Understanding of Holy Scripture prompted another medieval man to have scorn for his ex-girlfriend’s love. This man complained that his sweet, chaste girlfriend, perhaps bored with him, had left him to become a prostitute:

A palace of chastity
now is open for all as a brothel.
The virgin lily withers
at the touch of the vulgar throng
in shameful commerce.

{ Patet lupanar omnium
pudoris in palatium,
nam virginale lilium
marcet a tactu vilium
commercio probroso. }[2]

He satirically advised his ex-girlfriend:

Be more careful in your loving,
for fear that it be discovered.
What you do, do in darkness,
far from the eyes of Rumor.
Love, with its sweet enticements
and playful murmurings,
takes joy in hidden places.

{ Cautius ama,
ne comperiatur!
Quod agis, age tenebris
procul a Famae palpebris!
Laetatur amor latebris
et dulcibus illecbris
cum murmure iocoso. }

This man apparently deliberately reversed a Biblical exhortation:

Once you were darkness, but now you are light in the Lord. Walk as children of light, for the fruit of light is found in all that is good and right and true. Try to discern what is pleasing to the Lord. Take no part in the unfruitful works of darkness, but instead expose them. For it is shameful even to speak of the things that they do in secret.

{ ἦτε γάρ ποτε σκότος νῦν δὲ φῶς ἐν κυρίῳ ὡς τέκνα φωτὸς περιπατεῖτε ὁ γὰρ καρπὸς τοῦ φωτὸς ἐν πάσῃ ἀγαθωσύνῃ καὶ δικαιοσύνῃ καὶ ἀληθείᾳ δοκιμάζοντες τί ἐστιν εὐάρεστον τῷ κυρίῳ καὶ μὴ συγκοινωνεῖτε τοῖς ἔργοις τοῖς ἀκάρποις τοῦ σκότους μᾶλλον δὲ καὶ ἐλέγχετε τὰ γὰρ κρυφῇ γινόμενα ὑπ᾽ αὐτῶν αἰσχρόν ἐστιν καὶ λέγειν }[3]

With another Biblical inversion, the man further castigated his ex-girlfriend:

Men who merely ask for your love
you dismiss with angry words;
those who offer gifts
you warmly embrace in bed.
Men from whom you get nothing
you tell to go away.
You receive the blind and the lame;
illustrious men you deceive
with your envenomed honey.

{ Verbo rogantes
removes hostili,
munera dantes
foves in cubili.
Illos abire praecipis
a quibus nihil accipis.
Caecos claudosque recipis,
viros illustres decipis
cum melle venenoso. }

The Gospel of Matthew described Jesus cleansing commerce from the temple of God. Jesus within the temple healed at no cost:

The blind and the lame came to Jesus in the temple, and he healed them.

{ προσῆλθον αὐτῷ τυφλοὶ καὶ χωλοὶ ἐν τῷ ἱερῷ καὶ ἐθεράπευσεν αὐτούς }[4]

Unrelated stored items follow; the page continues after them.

/// Enforce the combined context_pack budget (radar + delta).
pub(crate) fn apply_context_pack_budget(result: &mut Map<String, Value>, max_chars: usize) {
    if max_chars == 0 {
        return;
    }
    let mut truncated = false;
    if result_bytes(result) > max_chars {
        truncated = true;
        if let Some(delta) = result.get_mut("delta").and_then(Value::as_object_mut) {
            if let Some(ops) = delta.get_mut("operations").and_then(Value::as_array_mut) {
                for op in ops.iter_mut() {
                    if let Some(map) = op.as_object_mut() {
                        map.remove("snapshot");
                    }
                }
                delta.insert("include_snapshot".into(), json!(false));
            }
        }
        if result_bytes(result) > max_chars {
            if let Some(delta) = result.get_mut("delta").and_then(Value::as_object_mut) {
                if let Some(ops) = delta.get_mut("operations").and_then(Value::as_array_mut) {
                    ops.truncate(3);
                }
            }
        }
        if result_bytes(result) > max_chars {
            if let Some(delta) = result.get_mut("delta").and_then(Value::as_object_mut) {
                if let Some(ops) = delta.get_mut("operations").and_then(Value::as_array_mut) {
                    for op in ops.iter_mut() {
                        if let Some(map) = op.as_object() {
                            let mut compact = Map::new();
                            for key in ["id", "timestamp", "intent", "task_id", "undone", "has_result"] {
                                if let Some(v) = map.get(key) {
                                    compact.insert(key.to_string(), v.clone());
                                }
                            }
                            *op = Value::Object(compact);
                        }
                    }
                    delta.insert("include_details".into(), json!(false));
                }
            }
        }
        if result_bytes(result) > max_chars {
            result.insert("delta".into(), json!({"operations": [], "truncated": true}));
        }
        if result_bytes(result) > max_chars {
            result.remove("radar_budget");
            result.remove("budget");
            apply_radar_budget(result, max_chars);
        }
    }

    result.remove("budget");
    let mut used = result_bytes(result);
    if used > max_chars {
        let mut minimal = minimal_skeleton(result);
        minimal.insert("delta".into(), json!({"operations": [], "truncated": true}));
        *result = minimal;
        used = result_bytes(result);
    }
    result.insert(
        "budget".into(),
        json!({
            "max_chars": max_chars,
            "used_chars": used,
            "truncated": truncated || used > max_chars,
        }),
    );
}

fn parse_limit_field(data: &Payload, intent: &str) -> Result<usize, AIResponse> {
    match data.get("limit") {
        None => Ok(3),
        Some(value) => {
            let Some(limit) = value.as_i64() else {
                return Err(error_response(intent, codes::INVALID_LIMIT, "limit must be a number"));
            };
            Ok(limit.clamp(0, 10) as usize)
        }
    }
}

fn parse_max_chars(data: &Payload, intent: &str) -> Result<usize, AIResponse> {
    match data.get("max_chars") {
        None => Ok(DEFAULT_MAX_CHARS),
        Some(value) => {
            let Some(max_chars) = value.as_i64() else {
                return Err(error_response(
                    intent,
                    codes::INVALID_MAX_CHARS,
                    "max_chars must be a number",
                ));
            };
            Ok((max_chars.max(0) as usize).clamp(MIN_MAX_CHARS, MAX_MAX_CHARS))
        }
    }
}

fn load_focus_target(
    d: &Dispatcher,
    intent: &str,
    data: &Payload,
) -> Result<(Item, String, String), AIResponse> {
    let mut focus_domain = String::new();
    let explicit = data.get("task").or_else(|| data.get("plan"));
    let raw = match explicit {
        Some(value) => Some(value.clone()),
        None => d.focus().get().map(|p| {
            focus_domain = p.domain.clone();
            json!(p.task)
        }),
    };
    let Some(raw) = raw else {
        return Err(
            error_response(intent, codes::MISSING_ID, "No task/plan given and no focus set")
                .with_recovery("Pass task=TASK-###|plan=PLAN-### or set focus via focus_set.")
                .with_suggestions(d.missing_target_suggestions(&["TASK-", "PLAN-"])),
        );
    };
    let focus_id = crate::intents::validate::validate_task_id(Some(&raw)).map_err(|msg| {
        error_response(intent, codes::INVALID_ID, &msg)
            .with_recovery("Check ids via context(include_all=true) or set focus via focus_set.")
            .with_suggestions(d.missing_target_suggestions(&["TASK-", "PLAN-"]))
    })?;
    let Some(item) = d.load_item(&focus_id) else {
        return Err(context::not_found_response(d, intent, &focus_id));
    };
    Ok((item, focus_id, focus_domain))
}

pub fn handle_radar(d: &Dispatcher, data: &Payload) -> AIResponse {
    let (item, focus_id, focus_domain) = match load_focus_target(d, "radar", data) {
        Ok(triple) => triple,
        Err(resp) => return resp,
    };
    let limit = match parse_limit_field(data, "radar") {
        Ok(limit) => limit,
        Err(resp) => return resp,
    };
    let max_chars = match parse_max_chars(data, "radar") {
        Ok(value) => value,
        Err(resp) => return resp,
    };

    let (mut result, next_suggestions) =
        build_radar_payload(d, &item, &focus_id, &focus_domain, limit, max_chars);
    apply_radar_budget(&mut result, max_chars);

    let mut resp = AIResponse::ok("radar", Value::Object(result));
    resp.context.insert("task_id".into(), json!(focus_id));
    resp.suggestions = next_suggestions;
    resp
}

fn handoff_progress_snapshot(item: &Item) -> (Value, Value) {
    const MAX_ITEMS: usize = 5;
    let (done_items, remaining_items): (Vec<String>, Vec<String>) = if item.is_plan() {
        let current = item.plan_current.min(item.plan_steps.len());
        (
            item.plan_steps[..current].to_vec(),
            item.plan_steps[current..].to_vec(),
        )
    } else {
        (
            item.steps
                .iter()
                .filter(|s| s.completed)
                .map(|s| s.title.clone())
                .collect(),
            item.steps
                .iter()
                .filter(|s| !s.completed)
                .map(|s| s.title.clone())
                .collect(),
        )
    };
    let total = done_items.len() + remaining_items.len();
    (
        json!({
            "count": done_items.len(),
            "total": total,
            "items": done_items.into_iter().take(MAX_ITEMS).collect::<Vec<_>>(),
        }),
        json!({
            "count": remaining_items.len(),
            "total": total,
            "items": remaining_items.into_iter().take(MAX_ITEMS).collect::<Vec<_>>(),
        }),
    )
}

Medieval literature tells of warm-hearted women saving men from death from lovesickness with mercy for them, not to gain gifts. This man’s ex-girlfriend, in contrast, accepted men into her body, her temple of the Holy Spirit, for material gain. At least blind men correctly perceived her relationship with them. Betrayed by his ex-girlfriend, the man who wrote this poem doesn’t hate her in opposition to the love he had for her. With keen Christian understanding wrapped in scorn, he regards her as having made God’s freely given love irrelevant to loving her.

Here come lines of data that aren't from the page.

//! Tasks-root resolution.
//!
//! Order: explicit directory > `APPLY_TASK_TASKS_DIR` environment override >
//! `~/.tasks/<namespace>`, where the namespace is `owner_repo` derived from
//! the project's `.git/config` origin url (read directly, no git subprocess),
//! falling back to the project directory name.

use std::path::{Path, PathBuf};

pub const TASKS_DIR_ENV: &str = "APPLY_TASK_TASKS_DIR";

/// Canonical global storage root (`~/.tasks`).
pub fn global_storage_dir() -> PathBuf {
    dirs::home_dir()
        .unwrap_or_else(|| PathBuf::from("."))
        .join(".tasks")
}

/// Best-effort read of the origin remote url from `.git/config`.
fn git_remote_url(project_dir: &Path) -> Option<String> {
    let config = project_dir.join(".git").join("config");
    let content = std::fs::read_to_string(config).ok()?;

    let mut current_remote: Option<String> = None;
    let mut origin: Option<String> = None;
    let mut first: Option<String> = None;
    for raw in content.lines() {
        let line = raw.trim();
        if line.is_empty() {
            continue;
        }
        if line.starts_with('[') && line.ends_with(']') {
            current_remote = line
                .strip_prefix("[remote \"")
                .and_then(|rest| rest.strip_suffix("\"]"))
                .map(|name| name.to_string());
            continue;
        }
        if let (Some(remote), Some(url)) = (&current_remote, line.strip_prefix("url = ")) {
            let url = url.trim().to_string();
            if remote == "origin" && origin.is_none() {
                origin = Some(url.clone());
            }
            if first.is_none() {
                first = Some(url);
            }
        }
    }
    origin.or(first)
}

/// Derive `owner_repo` from a remote url (https, ssh, or scp-like forms).
fn namespace_from_remote_url(url: &str) -> Option<String> {
    let raw = url.trim();
    if raw.is_empty() {
        return None;
    }
    let path = if let Some(idx) = raw.find("://") {
        // scheme://host/owner/repo(.git)
        let rest = &raw[idx + 3..];
        rest.split_once('/').map(|(_, p)| p).unwrap_or("")
    } else if raw.contains('@') && raw.contains(':') {
        // scp-like: git@host:owner/repo.git
        raw.split_once(':').map(|(_, p)| p).unwrap_or("")
    } else {
        raw
    };
    let parts: Vec<&str> = path
        .trim_matches('/')
        .split('/')
        .filter(|p| !p.is_empty())
        .collect();
    if parts.len() < 2 {
        return None;
    }
    let owner = parts[parts.len() - 2];
    let repo = parts[parts.len() - 1]
        .strip_suffix(".git")
        .unwrap_or(parts[parts.len() - 1]);
    if owner.is_empty() || repo.is_empty() {
        return None;
    }
    Some(format!("{}_{}", owner, repo))
}

/// Derive the project namespace: git origin `owner_repo` or the dir name.
pub fn project_namespace(project_dir: &Path) -> String {
    git_remote_url(project_dir)
        .as_deref()
        .and_then(namespace_from_remote_url)
        .unwrap_or_else(|| {
            project_dir
                .file_name()
                .map(|n| n.to_string_lossy().to_string())
                .unwrap_or_else(|| "default".to_string())
        })
}

/// Resolve the tasks root for a project, honoring the env override.
pub fn resolve_tasks_dir(explicit: Option<&Path>, project_dir: &Path) -> PathBuf {
    if let Some(dir) = explicit {
        return dir.to_path_buf();
    }
    if let Ok(env_dir) = std::env::var(TASKS_DIR_ENV) {
        let trimmed = env_dir.trim();
        if !trimmed.is_empty() {
            return PathBuf::from(trimmed);
        }
    }
    global_storage_dir().join(project_namespace(project_dir))
}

A Galician-Portuguese poem from the middle of the thirteenth century more explicitly depicts a man who doesn’t hate a woman. The man laments:

If I could only learn to hate
the one who’s always hated me!
If I could only make her hurt
for all the ways that she’s hurt me!
I would have revenge at least
if I could pay back part of the grief
to the heart that so grieved me.

But I can’t even learn to fool
my very own heart. It fooled me
by making me completely fall
for one who’d never fall for me.
And this is why I never sleep:
I try but can’t repay the grief
to the heart that so grieved me.

{ Se eu podesse desamar
a quem me sempre desamou
e podess’algum mal buscar
a quem me sempre mal buscou!
Assi me vingaria eu,
se eu pudesse coita dar
a quem me sempre coita deu.

Mais sol nom poss’eu enganar
meu coraçom que m’enganou,
per quanto mi fez desejar
a quem me nunca desejou.
E por esto nom dórmio eu,
porque nom poss’eu coita dar
a quem me sempre coita deu. }[5]

Medieval men’s sense of women’s disloyalty to them prompted vibrant poetry of men’s sexed protest. But this man felt that he couldn’t repay hate for hate, hurt for hurt, grief for grief. He turned to God for help:

I pray that God will yet reject
the one who always rejected me,
or that I’ll make her feel upset
for all the times she’s upset me.
Then I’d finally sleep in peace
if I could pay back part of the grief
to the heart that so grieved me.

Or that I’ll bring myself to ask
the one who never once asked me,
why I’ve always thought of her,
though she’s never thought of me.
And this is why I’m suffering:
I try but can’t repay the grief
to the heart that so grieved me.

{ Mais rog’a Deus que desampar
a quem m’assi desamparou,
ou que podess’eu destorvar
a quem me sempre destorvou.
E logo dormiria eu,
se eu podesse coita dar
a quem me sempre coita deu.

Vel que ousass’en preguntar
a quem me nunca preguntou,
por que me fez em si cuidar,
pois ela nunca em mi cuidou;
e por esto lazeiro eu:
porque nom posso coita dar
a quem me sempre coita deu. }

In medieval Christian understanding, God offers peace beyond all understanding. Yet this man has no peace. He suffers because he cannot hate her, even for his own sake.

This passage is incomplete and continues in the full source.